For the first error, I am not sure what is happening. Could you do a clean
compile of mahout
mvn clean install -DskipTests=true and make sure you svn up the trunk before
doing that
Then point your LDA to mahout_vectors/vectors
Robin
On Sat, Feb 13, 2010 at 12:14 AM, Ovidiu Dan <[email protected]> wrote:
> Hi again,
>
> Is there any workaround for my problem(s)? Or is there any other way that
> would allow me to transform many many small messages (they're Tweets) into
> Mahout vectors, and the run LDA on them, without getting these errors?

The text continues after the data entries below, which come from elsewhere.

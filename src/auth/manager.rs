// Token manager holding the single cached Taiga session token
//
// The token is obtained through `POST /auth`, stamped with a local expiry and
// reused until it lapses or a 401 clears it.

use anyhow::Context;
use chrono::{DateTime, Duration, Utc};
use reqwest::Client;
use std::sync::Arc;
use tokio::sync::{Mutex, RwLock};

use super::clock::{Clock, SystemClock};
use super::credentials;
use super::exchange;
use super::types::{Credentials, TokenState};
use crate::config::Config;
use crate::error::{Result, TaigaError};

/// Authentication manager
/// Owns the single token slot shared by every tool invocation
pub struct AuthManager {
    /// Current token and its expiry
    state: Arc<RwLock<TokenState>>,

    /// Serialises authentication exchanges so concurrent callers share one login
    login_lock: Mutex<()>,

    /// Configured defaults (API URL, credentials, token lifetime)
    config: Config,

    /// HTTP client for the auth endpoint
    client: Client,

    /// Time source for expiry checks
    clock: Arc<dyn Clock>,
}

impl AuthManager {
    /// Create a new AuthManager using the wall clock
    pub fn new(config: &Config) -> anyhow::Result<Self> {
        Self::with_clock(config, Arc::new(SystemClock))
    }

    /// Create a new AuthManager with an explicit time source
    pub fn with_clock(config: &Config, clock: Arc<dyn Clock>) -> anyhow::Result<Self> {
        let client = Client::builder()
            .timeout(std::time::Duration::from_secs(config.http_request_timeout))
            .build()
            .context("Failed to create HTTP client")?;

        Ok(Self {
            state: Arc::new(RwLock::new(TokenState::empty())),
            login_lock: Mutex::new(()),
            config: config.clone(),
            client,
            clock,
        })
    }

    /// Create an AuthManager that already holds a token valid for one hour
    #[cfg(any(test, feature = "test-utils"))]
    pub fn new_for_testing(token: String, config: &Config) -> anyhow::Result<Self> {
        let manager = Self::new(config)?;
        {
            let mut state = manager
                .state
                .try_write()
                .context("Token state unexpectedly locked")?;
            state.token = Some(token);
            state.expires_at = Utc::now() + Duration::hours(1);
        }
        Ok(manager)
    }

    /// Whether a token is cached and its expiry is still in the future
    pub async fn is_authenticated(&self) -> bool {
        let state = self.state.read().await;
        state.is_valid_at(self.clock.now())
    }

    /// Expiry of the cached token (the epoch when none is cached)
    pub async fn expires_at(&self) -> DateTime<Utc> {
        self.state.read().await.expires_at
    }

    /// Authenticate and cache the returned token.
    ///
    /// Explicit credentials win over the configured defaults; the resulting
    /// token supersedes whatever was cached before.
    pub async fn authenticate(
        &self,
        username: Option<&str>,
        password: Option<&str>,
    ) -> Result<String> {
        let creds = credentials::resolve(username, password, &self.config)?;

        let _guard = self.login_lock.lock().await;
        self.login(&creds).await
    }

    /// Get a valid token, authenticating with configured credentials when
    /// nothing usable is cached
    pub async fn get_token(&self) -> Result<String> {
        if let Some(token) = self.cached_token().await {
            return Ok(token);
        }

        let creds = credentials::resolve(None, None, &self.config)?;

        let _guard = self.login_lock.lock().await;
        // Another caller may have logged in while we waited
        if let Some(token) = self.cached_token().await {
            return Ok(token);
        }

        tracing::debug!("No valid token cached, authenticating...");
        self.login(&creds).await
    }

    /// Discard the cached token, forcing the next `get_token` to log in again
    pub async fn clear_token(&self) {
        let mut state = self.state.write().await;
        *state = TokenState::empty();
    }

    /// Run the exchange and store the result; callers hold `login_lock`
    async fn login(&self, creds: &Credentials) -> Result<String> {
        let token =
            exchange::exchange_credentials(&self.client, &self.config.api_url, creds).await?;

        let expires_at = self.expiry_from(self.clock.now())?;
        {
            let mut state = self.state.write().await;
            state.token = Some(token.clone());
            state.expires_at = expires_at;
        }

        tracing::debug!(expires_at = %expires_at.to_rfc3339(), "Token cached");
        Ok(token)
    }

    async fn cached_token(&self) -> Option<String> {
        let state = self.state.read().await;
        if state.is_valid_at(self.clock.now()) {
            state.token.clone()
        } else {
            None
        }
    }

    /// `now + TOKEN_EXPIRATION`, refusing lifetimes chrono cannot represent
    fn expiry_from(&self, now: DateTime<Utc>) -> Result<DateTime<Utc>> {
        i64::try_from(self.config.token_expiration)
            .ok()
            .and_then(Duration::try_seconds)
            .and_then(|ttl| now.checked_add_signed(ttl))
            .ok_or_else(|| {
                TaigaError::Config(format!(
                    "TOKEN_EXPIRATION of {} seconds is out of range",
                    self.config.token_expiration
                ))
            })
    }
}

> Converting them to txt files would be a bit of a pain because I would get
> millions of very small files. And a Lucene index would be a bit overkill I
> think.
>
> Thanks,
> Ovi
>
> ---
> Ovidiu Dan - http://www.ovidiudan.com/
>
> Please do not print this e-mail unless it is mandatory
>
> My public key can be downloaded from subkeys.pgp.net, or
> http://www.ovidiudan.com/public.pgp
>
>
> On Fri, Feb 12, 2010 at 3:51 AM, Robin Anil <[email protected]> wrote:
>
> > Was meant for the dev list. I am looking into the first error
> >
> > -bcc mahout-user
> >
> >
> > ---------- Forwarded message ----------
> > From: Robin Anil <[email protected]>
> > Date: Fri, Feb 12, 2010 at 2:20 PM
> > Subject: Re: Problem converting SequenceFile to vectors, then running LDA
> > To: [email protected]
> >
> >
> > Hi,
> >
> > This confusion arises from the fact that we use intermediate folders
> > as subfolders under output folder. How about we standardize on all the
> jobs
> > taking input, intermediate and output folder?. If not this then for the
> > next
> > release?
> >
> > Robin
> >
> >
> >
> >
> > On Fri, Feb 12, 2010 at 10:46 AM, Ovidiu Dan <[email protected]> wrote:
> >
> > > Hello Mahout developers / users,
> > >
> > > I am trying to convert a properly formatted SequenceFile to Mahout
> > vectors
> > > to run LDA on them. As reference I am using these two documents:
> > > http://cwiki.apache.org/MAHOUT/creating-vectors-from-text.html
> > > http://cwiki.apache.org/MAHOUT/latent-dirichlet-allocation.html
> > >
> > > I got the Mahout code from SVN on February 11th 2010. Below I am
> listing
> > > the
> > > steps I have took and the problems I have encountered:
> > >
> > > export HADOOP_HOME=/home/hadoop/hadoop/hadoop_install/
> > > export
> MAHOUT_HOME=/home/hadoop/hadoop/hadoop_install/bin/ovi/lda/trunk/
> > >
> > > $HADOOP_HOME/bin/hadoop jar
> > > $MAHOUT_HOME/examples/target/mahout-examples-0.3-SNAPSHOT.job
> > > org.apache.mahout.text.SparseVectorsFromSequenceFiles -i
> > > /user/MY_USERNAME/projects/lda/twitter_sequence_files/ -o
> > > /user/MY_USERNAME/projects/lda/mahout_vectors/ -wt tf -chunk 300 -a
> > > org.apache.lucene.analysis.standard.StandardAnalyzer --minSupport 2
> > --minDF
> > > 1 --maxDFPercent 50 --norm 2
> > >
> > > *Problem #1: *Got this error at the end, but I think everything
> finished
> > > more or less correctly:
> > > Exception in thread "main" java.lang.NoSuchMethodError:
> > >
> > >
> >
> org.apache.mahout.common.HadoopUtil.deletePath(Ljava/lang/String;Lorg/apache/hadoop/fs/FileSystem;)V
> > > at
> > >
> > >
> >
> org.apache.mahout.utils.vectors.text.DictionaryVectorizer.createTermFrequencyVectors(DictionaryVectorizer.java:173)
> > > at
> > >
> > >
> >
> org.apache.mahout.text.SparseVectorsFromSequenceFiles.main(SparseVectorsFromSequenceFiles.java:254)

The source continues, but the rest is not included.